| Problem requirements |
What you return should be the lines of the data containing "hello", each in full.

| Available records |
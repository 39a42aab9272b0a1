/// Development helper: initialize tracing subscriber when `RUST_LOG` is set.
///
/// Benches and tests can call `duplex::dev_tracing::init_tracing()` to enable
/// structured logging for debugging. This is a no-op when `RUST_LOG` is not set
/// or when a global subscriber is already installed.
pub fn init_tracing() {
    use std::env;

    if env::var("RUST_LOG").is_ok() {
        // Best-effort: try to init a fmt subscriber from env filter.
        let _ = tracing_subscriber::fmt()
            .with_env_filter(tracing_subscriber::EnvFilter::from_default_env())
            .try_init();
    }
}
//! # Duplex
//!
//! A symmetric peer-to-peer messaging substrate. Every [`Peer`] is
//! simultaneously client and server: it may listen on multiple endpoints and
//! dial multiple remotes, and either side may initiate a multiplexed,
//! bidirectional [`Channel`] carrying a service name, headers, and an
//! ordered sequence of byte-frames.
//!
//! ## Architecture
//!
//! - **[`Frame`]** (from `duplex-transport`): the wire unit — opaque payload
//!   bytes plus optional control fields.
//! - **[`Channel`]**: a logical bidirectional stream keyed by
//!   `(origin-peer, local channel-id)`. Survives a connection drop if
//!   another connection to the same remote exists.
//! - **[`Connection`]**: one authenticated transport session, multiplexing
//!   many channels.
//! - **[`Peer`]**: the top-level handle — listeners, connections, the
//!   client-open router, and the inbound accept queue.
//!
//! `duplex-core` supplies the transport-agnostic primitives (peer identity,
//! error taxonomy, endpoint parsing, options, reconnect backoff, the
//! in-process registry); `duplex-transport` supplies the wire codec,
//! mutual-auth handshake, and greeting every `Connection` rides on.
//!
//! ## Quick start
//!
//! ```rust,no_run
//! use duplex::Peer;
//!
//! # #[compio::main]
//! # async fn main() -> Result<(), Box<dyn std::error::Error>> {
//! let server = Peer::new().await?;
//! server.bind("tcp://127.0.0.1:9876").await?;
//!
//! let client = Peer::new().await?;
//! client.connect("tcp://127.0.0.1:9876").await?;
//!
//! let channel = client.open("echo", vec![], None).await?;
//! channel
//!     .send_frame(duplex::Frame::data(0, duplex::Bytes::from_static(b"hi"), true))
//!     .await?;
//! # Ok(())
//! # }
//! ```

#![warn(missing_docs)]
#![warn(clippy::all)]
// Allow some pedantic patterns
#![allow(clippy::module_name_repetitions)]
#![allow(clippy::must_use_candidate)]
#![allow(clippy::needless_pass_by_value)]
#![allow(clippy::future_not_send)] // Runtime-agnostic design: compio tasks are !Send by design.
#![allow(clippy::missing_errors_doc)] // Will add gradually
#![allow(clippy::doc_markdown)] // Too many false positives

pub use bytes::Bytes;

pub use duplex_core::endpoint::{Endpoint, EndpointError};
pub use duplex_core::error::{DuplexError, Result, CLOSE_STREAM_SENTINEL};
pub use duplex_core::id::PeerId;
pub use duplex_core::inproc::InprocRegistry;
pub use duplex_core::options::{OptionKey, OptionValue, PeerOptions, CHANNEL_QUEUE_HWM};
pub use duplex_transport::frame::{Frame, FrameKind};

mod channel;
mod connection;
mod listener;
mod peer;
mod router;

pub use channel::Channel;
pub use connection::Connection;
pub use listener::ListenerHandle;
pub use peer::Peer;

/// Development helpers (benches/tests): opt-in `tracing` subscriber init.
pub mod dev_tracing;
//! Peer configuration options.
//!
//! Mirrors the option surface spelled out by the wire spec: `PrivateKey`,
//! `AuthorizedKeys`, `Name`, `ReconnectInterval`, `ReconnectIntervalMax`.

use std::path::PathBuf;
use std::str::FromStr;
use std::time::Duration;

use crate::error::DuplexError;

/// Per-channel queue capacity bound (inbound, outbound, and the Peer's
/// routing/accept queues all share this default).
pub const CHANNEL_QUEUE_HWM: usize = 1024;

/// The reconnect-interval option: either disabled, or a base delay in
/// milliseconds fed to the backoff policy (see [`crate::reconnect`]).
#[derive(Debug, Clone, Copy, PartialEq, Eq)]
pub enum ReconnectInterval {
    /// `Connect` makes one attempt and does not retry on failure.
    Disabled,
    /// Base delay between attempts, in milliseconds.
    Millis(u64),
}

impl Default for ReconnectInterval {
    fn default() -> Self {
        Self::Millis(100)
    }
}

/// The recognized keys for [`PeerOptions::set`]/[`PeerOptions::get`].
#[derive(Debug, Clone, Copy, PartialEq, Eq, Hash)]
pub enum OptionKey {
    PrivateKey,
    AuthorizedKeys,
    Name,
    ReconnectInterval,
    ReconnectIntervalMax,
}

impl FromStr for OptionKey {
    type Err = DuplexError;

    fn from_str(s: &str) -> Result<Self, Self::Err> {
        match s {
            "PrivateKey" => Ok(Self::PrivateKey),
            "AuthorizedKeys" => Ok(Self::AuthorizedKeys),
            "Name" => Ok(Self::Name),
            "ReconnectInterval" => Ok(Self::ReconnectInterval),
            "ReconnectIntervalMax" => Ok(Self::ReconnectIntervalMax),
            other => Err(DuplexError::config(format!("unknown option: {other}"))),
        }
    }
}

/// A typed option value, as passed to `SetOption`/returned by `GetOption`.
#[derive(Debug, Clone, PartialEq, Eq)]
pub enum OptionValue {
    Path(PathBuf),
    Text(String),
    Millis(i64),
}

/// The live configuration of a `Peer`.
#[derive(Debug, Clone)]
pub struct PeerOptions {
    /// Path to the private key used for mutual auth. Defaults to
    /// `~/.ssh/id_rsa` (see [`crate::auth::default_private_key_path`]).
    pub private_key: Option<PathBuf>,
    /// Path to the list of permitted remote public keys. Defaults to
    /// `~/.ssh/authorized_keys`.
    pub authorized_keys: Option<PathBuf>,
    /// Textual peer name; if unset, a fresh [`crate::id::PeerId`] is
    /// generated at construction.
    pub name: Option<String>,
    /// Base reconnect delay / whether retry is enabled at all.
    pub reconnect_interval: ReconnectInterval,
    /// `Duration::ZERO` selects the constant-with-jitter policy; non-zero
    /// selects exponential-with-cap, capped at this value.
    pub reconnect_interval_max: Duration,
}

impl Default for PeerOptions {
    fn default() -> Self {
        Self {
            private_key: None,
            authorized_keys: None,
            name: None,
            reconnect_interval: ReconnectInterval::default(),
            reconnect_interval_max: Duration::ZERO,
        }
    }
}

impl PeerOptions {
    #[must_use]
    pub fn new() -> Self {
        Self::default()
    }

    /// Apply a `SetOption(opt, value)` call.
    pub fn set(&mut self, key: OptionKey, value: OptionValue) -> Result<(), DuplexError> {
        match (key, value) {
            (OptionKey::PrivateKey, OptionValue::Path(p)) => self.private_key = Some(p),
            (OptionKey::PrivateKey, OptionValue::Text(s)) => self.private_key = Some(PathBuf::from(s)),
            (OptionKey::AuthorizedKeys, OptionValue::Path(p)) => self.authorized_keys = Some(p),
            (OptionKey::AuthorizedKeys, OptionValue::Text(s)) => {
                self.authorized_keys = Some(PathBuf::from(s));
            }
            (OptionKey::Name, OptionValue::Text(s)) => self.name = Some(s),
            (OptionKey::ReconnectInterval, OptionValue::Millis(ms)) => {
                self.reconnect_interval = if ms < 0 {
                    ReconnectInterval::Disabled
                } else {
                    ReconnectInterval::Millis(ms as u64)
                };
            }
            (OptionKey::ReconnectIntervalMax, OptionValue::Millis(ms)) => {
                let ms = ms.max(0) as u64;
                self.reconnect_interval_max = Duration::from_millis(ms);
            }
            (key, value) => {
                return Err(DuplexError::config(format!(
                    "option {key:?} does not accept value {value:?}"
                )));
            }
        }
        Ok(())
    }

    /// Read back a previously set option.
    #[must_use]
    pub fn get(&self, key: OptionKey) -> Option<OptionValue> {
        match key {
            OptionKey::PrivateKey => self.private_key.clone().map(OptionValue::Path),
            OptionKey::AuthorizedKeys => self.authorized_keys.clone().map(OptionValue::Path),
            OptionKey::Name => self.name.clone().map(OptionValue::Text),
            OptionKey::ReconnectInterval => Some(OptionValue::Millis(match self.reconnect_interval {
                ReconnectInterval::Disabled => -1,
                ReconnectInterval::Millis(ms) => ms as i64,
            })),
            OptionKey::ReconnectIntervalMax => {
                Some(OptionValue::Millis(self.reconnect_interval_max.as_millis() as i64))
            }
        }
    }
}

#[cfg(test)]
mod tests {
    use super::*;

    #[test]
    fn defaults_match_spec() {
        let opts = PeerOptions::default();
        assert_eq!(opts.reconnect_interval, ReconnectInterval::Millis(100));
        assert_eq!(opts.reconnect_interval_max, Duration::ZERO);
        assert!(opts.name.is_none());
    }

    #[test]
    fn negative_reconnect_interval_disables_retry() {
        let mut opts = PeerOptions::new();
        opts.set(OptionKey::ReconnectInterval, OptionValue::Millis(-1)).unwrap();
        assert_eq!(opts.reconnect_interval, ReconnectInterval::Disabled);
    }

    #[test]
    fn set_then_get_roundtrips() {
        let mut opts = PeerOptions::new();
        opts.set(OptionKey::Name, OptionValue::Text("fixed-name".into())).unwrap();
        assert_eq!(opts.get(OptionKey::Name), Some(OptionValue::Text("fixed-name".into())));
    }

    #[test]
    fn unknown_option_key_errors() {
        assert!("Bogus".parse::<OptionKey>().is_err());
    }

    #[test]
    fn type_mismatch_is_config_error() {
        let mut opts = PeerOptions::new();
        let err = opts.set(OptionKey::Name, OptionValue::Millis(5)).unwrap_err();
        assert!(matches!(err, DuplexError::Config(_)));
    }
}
==
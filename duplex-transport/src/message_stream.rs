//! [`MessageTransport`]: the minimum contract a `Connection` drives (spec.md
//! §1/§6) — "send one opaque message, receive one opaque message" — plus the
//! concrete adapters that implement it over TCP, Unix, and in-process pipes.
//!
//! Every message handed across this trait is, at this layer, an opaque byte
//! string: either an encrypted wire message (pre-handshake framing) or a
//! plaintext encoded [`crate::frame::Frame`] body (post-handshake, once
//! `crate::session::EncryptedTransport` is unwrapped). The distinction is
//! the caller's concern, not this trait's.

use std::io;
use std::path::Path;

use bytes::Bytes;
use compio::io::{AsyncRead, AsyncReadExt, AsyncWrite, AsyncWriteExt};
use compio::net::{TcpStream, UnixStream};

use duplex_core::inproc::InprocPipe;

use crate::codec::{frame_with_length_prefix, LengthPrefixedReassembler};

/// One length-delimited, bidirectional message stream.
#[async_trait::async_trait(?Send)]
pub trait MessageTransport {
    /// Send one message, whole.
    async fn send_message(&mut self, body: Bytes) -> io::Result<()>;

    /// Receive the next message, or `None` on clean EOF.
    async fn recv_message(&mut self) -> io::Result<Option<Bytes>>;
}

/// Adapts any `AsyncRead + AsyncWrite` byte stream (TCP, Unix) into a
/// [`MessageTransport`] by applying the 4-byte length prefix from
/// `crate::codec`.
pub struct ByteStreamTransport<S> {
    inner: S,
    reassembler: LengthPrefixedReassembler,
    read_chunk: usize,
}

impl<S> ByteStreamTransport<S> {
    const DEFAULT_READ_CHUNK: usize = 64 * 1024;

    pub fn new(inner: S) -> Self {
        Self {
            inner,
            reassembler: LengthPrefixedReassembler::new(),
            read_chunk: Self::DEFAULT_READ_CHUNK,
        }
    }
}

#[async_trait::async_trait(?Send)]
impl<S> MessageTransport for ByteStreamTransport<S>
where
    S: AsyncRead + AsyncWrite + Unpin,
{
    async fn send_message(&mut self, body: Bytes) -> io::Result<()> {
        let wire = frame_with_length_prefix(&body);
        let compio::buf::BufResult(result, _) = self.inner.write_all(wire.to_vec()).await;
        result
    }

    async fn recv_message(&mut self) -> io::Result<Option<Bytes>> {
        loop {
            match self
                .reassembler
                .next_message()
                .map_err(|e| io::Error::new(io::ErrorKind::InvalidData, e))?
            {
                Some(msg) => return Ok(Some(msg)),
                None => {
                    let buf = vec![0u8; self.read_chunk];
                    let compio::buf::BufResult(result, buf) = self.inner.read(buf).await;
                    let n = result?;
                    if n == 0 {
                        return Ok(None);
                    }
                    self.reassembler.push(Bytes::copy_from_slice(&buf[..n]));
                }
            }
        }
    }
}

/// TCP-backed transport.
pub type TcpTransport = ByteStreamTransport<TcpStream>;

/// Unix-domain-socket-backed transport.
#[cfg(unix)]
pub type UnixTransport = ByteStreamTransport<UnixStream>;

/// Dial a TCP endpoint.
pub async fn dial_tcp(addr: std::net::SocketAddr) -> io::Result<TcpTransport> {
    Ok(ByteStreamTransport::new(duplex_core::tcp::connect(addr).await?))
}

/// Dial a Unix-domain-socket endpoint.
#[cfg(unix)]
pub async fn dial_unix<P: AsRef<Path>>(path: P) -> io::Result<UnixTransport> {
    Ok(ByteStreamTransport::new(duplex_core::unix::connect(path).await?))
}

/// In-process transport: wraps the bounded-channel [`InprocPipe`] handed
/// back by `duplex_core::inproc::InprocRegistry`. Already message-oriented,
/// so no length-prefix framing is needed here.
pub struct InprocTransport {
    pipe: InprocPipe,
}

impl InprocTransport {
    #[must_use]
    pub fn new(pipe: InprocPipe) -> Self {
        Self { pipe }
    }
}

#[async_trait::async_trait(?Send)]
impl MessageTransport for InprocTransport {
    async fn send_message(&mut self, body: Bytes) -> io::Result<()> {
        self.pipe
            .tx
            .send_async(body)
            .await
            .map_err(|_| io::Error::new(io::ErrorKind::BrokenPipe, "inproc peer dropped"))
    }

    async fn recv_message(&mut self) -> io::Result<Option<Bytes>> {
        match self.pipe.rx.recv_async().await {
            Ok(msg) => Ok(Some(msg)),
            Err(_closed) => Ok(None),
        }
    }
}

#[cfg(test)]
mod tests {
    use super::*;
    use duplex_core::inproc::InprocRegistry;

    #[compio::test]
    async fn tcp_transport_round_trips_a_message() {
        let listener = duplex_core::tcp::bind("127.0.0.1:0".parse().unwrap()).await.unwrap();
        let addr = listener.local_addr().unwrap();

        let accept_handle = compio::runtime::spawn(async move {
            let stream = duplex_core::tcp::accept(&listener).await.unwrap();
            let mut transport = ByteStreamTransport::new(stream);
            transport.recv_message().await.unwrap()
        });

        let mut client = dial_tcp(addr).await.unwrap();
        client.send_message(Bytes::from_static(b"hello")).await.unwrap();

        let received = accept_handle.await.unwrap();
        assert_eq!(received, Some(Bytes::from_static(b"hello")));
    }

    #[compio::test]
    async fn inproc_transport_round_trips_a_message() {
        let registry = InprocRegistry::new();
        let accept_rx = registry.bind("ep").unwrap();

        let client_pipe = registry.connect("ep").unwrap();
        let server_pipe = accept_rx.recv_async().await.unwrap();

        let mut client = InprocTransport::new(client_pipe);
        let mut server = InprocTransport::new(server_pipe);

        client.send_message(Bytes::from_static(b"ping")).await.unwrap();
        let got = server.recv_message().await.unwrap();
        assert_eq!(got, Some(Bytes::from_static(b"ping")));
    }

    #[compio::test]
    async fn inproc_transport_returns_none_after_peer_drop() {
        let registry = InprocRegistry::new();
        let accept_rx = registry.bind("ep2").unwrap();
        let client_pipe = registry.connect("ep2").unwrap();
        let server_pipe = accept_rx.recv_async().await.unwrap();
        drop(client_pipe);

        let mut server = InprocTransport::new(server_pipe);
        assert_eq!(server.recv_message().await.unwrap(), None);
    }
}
---
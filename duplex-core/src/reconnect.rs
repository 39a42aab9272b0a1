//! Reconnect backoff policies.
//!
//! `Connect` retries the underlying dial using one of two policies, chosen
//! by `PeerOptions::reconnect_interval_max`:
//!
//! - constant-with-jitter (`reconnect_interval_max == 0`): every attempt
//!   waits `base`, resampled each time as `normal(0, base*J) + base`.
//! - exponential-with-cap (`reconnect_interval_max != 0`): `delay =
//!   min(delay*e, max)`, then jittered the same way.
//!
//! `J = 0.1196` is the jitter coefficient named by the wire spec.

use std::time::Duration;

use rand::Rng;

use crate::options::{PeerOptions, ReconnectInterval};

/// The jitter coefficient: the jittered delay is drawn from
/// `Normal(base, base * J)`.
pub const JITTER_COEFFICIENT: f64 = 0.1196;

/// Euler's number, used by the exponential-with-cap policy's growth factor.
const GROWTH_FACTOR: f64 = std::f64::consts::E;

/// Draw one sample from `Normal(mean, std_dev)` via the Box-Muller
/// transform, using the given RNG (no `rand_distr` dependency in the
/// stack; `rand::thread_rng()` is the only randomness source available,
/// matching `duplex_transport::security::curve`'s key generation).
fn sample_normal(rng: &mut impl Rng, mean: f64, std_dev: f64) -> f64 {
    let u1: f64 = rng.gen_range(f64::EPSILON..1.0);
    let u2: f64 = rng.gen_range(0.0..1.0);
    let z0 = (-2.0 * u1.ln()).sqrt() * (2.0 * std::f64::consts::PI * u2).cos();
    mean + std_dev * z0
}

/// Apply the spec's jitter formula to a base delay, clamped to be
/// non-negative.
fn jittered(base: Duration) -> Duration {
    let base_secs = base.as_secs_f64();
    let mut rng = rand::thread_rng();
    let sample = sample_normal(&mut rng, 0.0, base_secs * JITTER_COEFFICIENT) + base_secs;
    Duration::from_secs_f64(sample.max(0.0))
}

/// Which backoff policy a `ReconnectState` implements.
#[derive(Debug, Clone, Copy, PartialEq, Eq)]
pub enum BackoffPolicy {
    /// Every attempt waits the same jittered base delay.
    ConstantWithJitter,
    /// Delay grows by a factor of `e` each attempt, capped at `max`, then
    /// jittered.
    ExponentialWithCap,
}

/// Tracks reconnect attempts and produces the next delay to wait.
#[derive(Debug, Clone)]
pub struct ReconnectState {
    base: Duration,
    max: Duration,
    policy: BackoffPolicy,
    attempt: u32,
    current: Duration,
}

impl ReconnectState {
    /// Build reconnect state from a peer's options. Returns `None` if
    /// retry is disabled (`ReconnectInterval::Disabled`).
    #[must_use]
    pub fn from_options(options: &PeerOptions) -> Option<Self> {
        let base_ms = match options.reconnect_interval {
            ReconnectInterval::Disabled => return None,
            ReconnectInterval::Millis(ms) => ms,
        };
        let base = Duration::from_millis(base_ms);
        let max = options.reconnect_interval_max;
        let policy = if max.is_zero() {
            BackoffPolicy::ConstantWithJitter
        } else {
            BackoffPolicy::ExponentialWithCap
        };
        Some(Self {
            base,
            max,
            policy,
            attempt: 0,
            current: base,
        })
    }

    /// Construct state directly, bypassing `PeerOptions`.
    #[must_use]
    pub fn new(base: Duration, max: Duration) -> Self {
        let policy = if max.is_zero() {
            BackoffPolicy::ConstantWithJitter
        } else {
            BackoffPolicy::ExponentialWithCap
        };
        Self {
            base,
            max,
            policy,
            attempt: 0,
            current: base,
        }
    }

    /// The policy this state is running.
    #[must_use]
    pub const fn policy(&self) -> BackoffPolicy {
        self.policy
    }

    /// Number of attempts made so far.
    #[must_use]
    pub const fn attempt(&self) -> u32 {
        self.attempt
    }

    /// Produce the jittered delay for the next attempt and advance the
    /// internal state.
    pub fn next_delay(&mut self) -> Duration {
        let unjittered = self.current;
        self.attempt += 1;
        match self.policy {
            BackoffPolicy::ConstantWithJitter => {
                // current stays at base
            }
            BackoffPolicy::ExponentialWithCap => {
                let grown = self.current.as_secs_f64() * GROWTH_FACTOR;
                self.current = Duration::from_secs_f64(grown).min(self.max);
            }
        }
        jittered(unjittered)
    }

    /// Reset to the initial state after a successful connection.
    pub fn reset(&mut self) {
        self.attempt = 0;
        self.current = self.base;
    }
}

| Finished exercise |
        client.send_message(Bytes::from_static(b"hello")).await.unwrap();
        assert_eq!(received, Some(Bytes::from_static(b"hello")));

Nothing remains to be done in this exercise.